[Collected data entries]
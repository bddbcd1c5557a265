//! Runtime secret resolution.
//!
//! # Contract
//! - Config YAML stores only env var NAMES (`/database/url_env`).
//! - Callers resolve once at startup and pass [`ResolvedSecrets`] on; no
//!   scattered `std::env::var` calls.
//! - `Debug` redacts values. Errors name the env var, never its value.

use anyhow::{bail, Result};

use crate::settings::ReportSettings;

/// Whether the calling command needs a database connection.
#[derive(Debug, Clone, Copy, PartialEq, Eq)]
pub enum DatabaseRequirement {
    Required,
    Optional,
}

#[derive(Clone)]
pub struct ResolvedSecrets {
    /// Env var the URL was read from (safe to print).
    pub database_url_env: String,
    /// Postgres connection URL. `None` when unset/blank and not required.
    pub database_url: Option<String>,
}

impl std::fmt::Debug for ResolvedSecrets {
    fn fmt(&self, f: &mut std::fmt::Formatter<'_>) -> std::fmt::Result {
        f.debug_struct("ResolvedSecrets")
            .field("database_url_env", &self.database_url_env)
            .field("database_url", &self.database_url.as_ref().map(|_| "<REDACTED>"))
            .finish()
    }
}

fn resolve_env(var_name: &str) -> Option<String> {
    match std::env::var(var_name) {
        Ok(v) if !v.trim().is_empty() => Some(v),
        _ => None,
    }
}

/// # Errors
/// SECRETS_MISSING naming the env var when `requirement` is `Required` and the
/// variable is unset or blank.
pub fn resolve_secrets(
    settings: &ReportSettings,
    requirement: DatabaseRequirement,
) -> Result<ResolvedSecrets> {
    let database_url_env = settings.database_url_env.clone();
    let database_url = resolve_env(&database_url_env);

    if requirement == DatabaseRequirement::Required && database_url.is_none() {
        bail!(
            "SECRETS_MISSING: required env var '{}' (database url) is not set or empty",
            database_url_env
        );
    }

    Ok(ResolvedSecrets {
        database_url_env,
        database_url,
    })
}
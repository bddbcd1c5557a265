//! CSV loader for offline reports.
//!
//! A source directory holds up to three exports:
//!
//! - `cases.csv` (required): `identifier,registered_at,closed_at,state,annotation`.
//!   `state` is optional and defaults to `closed` when `closed_at` is present,
//!   `open` otherwise.
//! - `registrations.csv` (optional): `identifier,registered_at,annotation`
//! - `fiscal_years.csv` (optional): `year,opening_stock_ordinary,opening_stock_deprecated`
//!
//! Dates are `YYYY-MM-DD`. Empty fields are absent values.

use std::fs;
use std::path::Path;

use anyhow::{bail, Context, Result};
use chrono::NaiveDate;
use serde::Deserialize;

use crate::{
    CaseRecord, CaseState, CategoryMarker, FiscalYearConfig, MemoryEventSource,
    MemoryFiscalStore, RegistrationRecord,
};

pub const CASES_FILE: &str = "cases.csv";
pub const REGISTRATIONS_FILE: &str = "registrations.csv";
pub const FISCAL_YEARS_FILE: &str = "fiscal_years.csv";

#[derive(Debug, Deserialize)]
struct CaseRow {
    identifier: String,
    registered_at: NaiveDate,
    #[serde(default)]
    closed_at: Option<NaiveDate>,
    #[serde(default)]
    state: Option<String>,
    #[serde(default)]
    annotation: Option<String>,
}

#[derive(Debug, Deserialize)]
struct RegistrationRow {
    identifier: String,
    registered_at: NaiveDate,
    #[serde(default)]
    annotation: Option<String>,
}

pub fn parse_cases_csv(csv: &str) -> Result<Vec<CaseRecord>> {
    let mut rdr = csv::Reader::from_reader(csv.as_bytes());
    let mut out = Vec::new();

    for (i, rec) in rdr.deserialize::<CaseRow>().enumerate() {
        let line = i + 2;
        let row = rec.with_context(|| format!("cases.csv line {}: bad row", line))?;

        let state = match row.state.as_deref() {
            Some(s) => CaseState::parse(s).with_context(|| format!("cases.csv line {}", line))?,
            None if row.closed_at.is_some() => CaseState::Closed,
            None => CaseState::Open,
        };
        match (state, row.closed_at) {
            (CaseState::Closed, None) => {
                bail!("cases.csv line {}: closed case without closed_at", line)
            }
            (CaseState::Open, Some(_)) => {
                bail!("cases.csv line {}: open case with closed_at", line)
            }
            _ => {}
        }

        out.push(CaseRecord {
            identifier: row.identifier,
            registered_at: row.registered_at,
            closed_at: row.closed_at,
            state,
            annotation: row.annotation,
        });
    }

    Ok(out)
}

pub fn parse_registrations_csv(csv: &str) -> Result<Vec<RegistrationRecord>> {
    let mut rdr = csv::Reader::from_reader(csv.as_bytes());
    let mut out = Vec::new();

    for (i, rec) in rdr.deserialize::<RegistrationRow>().enumerate() {
        let row = rec.with_context(|| format!("registrations.csv line {}: bad row", i + 2))?;
        out.push(RegistrationRecord {
            identifier: row.identifier,
            registered_at: row.registered_at,
            annotation: row.annotation,
        });
    }

    Ok(out)
}

pub fn parse_fiscal_years_csv(csv: &str) -> Result<Vec<FiscalYearConfig>> {
    let mut rdr = csv::Reader::from_reader(csv.as_bytes());
    let mut out: Vec<FiscalYearConfig> = Vec::new();

    for (i, rec) in rdr.deserialize::<FiscalYearConfig>().enumerate() {
        let line = i + 2;
        let cfg = rec.with_context(|| format!("fiscal_years.csv line {}: bad row", line))?;
        cfg.validate().with_context(|| format!("fiscal_years.csv line {}", line))?;
        if out.iter().any(|c| c.year == cfg.year) {
            bail!("fiscal_years.csv line {}: duplicate year {}", line, cfg.year);
        }
        out.push(cfg);
    }

    Ok(out)
}

/// Load a CSV export directory into in-memory stores.
pub fn load_csv_dir(
    dir: impl AsRef<Path>,
    marker: CategoryMarker,
) -> Result<(MemoryEventSource, MemoryFiscalStore)> {
    let dir = dir.as_ref();

    let cases_path = dir.join(CASES_FILE);
    let raw = fs::read_to_string(&cases_path)
        .with_context(|| format!("failed to read {}", cases_path.display()))?;
    let cases = parse_cases_csv(&raw)?;

    let registrations = match read_optional(&dir.join(REGISTRATIONS_FILE))? {
        Some(raw) => parse_registrations_csv(&raw)?,
        None => Vec::new(),
    };

    let mut fiscal = MemoryFiscalStore::new();
    if let Some(raw) = read_optional(&dir.join(FISCAL_YEARS_FILE))? {
        for cfg in parse_fiscal_years_csv(&raw)? {
            fiscal.upsert(cfg);
        }
    }

    Ok((
        MemoryEventSource::with_records(marker, cases, registrations),
        fiscal,
    ))
}

fn read_optional(path: &Path) -> Result<Option<String>> {
    if !path.exists() {
        return Ok(None);
    }
    let raw =
        fs::read_to_string(path).with_context(|| format!("failed to read {}", path.display()))?;
    Ok(Some(raw))
}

[YOUR INSTRUCTIONS]
What is asked for is an exact copy of the lines above from the one containing "pub struct ResolvedSecrets" through the one containing "let database_url_env = settings.database_url_env.clone();", and only those.

[ANSWER TO THIS TASK]
pub struct ResolvedSecrets {
    /// Env var the URL was read from (safe to print).
    pub database_url_env: String,
    /// Postgres connection URL. `None` when unset/blank and not required.
    pub database_url: Option<String>,
}

impl std::fmt::Debug for ResolvedSecrets {
    fn fmt(&self, f: &mut std::fmt::Formatter<'_>) -> std::fmt::Result {
        f.debug_struct("ResolvedSecrets")
            .field("database_url_env", &self.database_url_env)
            .field("database_url", &self.database_url.as_ref().map(|_| "<REDACTED>"))
            .finish()
    }
}

fn resolve_env(var_name: &str) -> Option<String> {
    match std::env::var(var_name) {
        Ok(v) if !v.trim().is_empty() => Some(v),
        _ => None,
    }
}

/// # Errors
/// SECRETS_MISSING naming the env var when `requirement` is `Required` and the
/// variable is unset or blank.
pub fn resolve_secrets(
    settings: &ReportSettings,
    requirement: DatabaseRequirement,
) -> Result<ResolvedSecrets> {
    let database_url_env = settings.database_url_env.clone();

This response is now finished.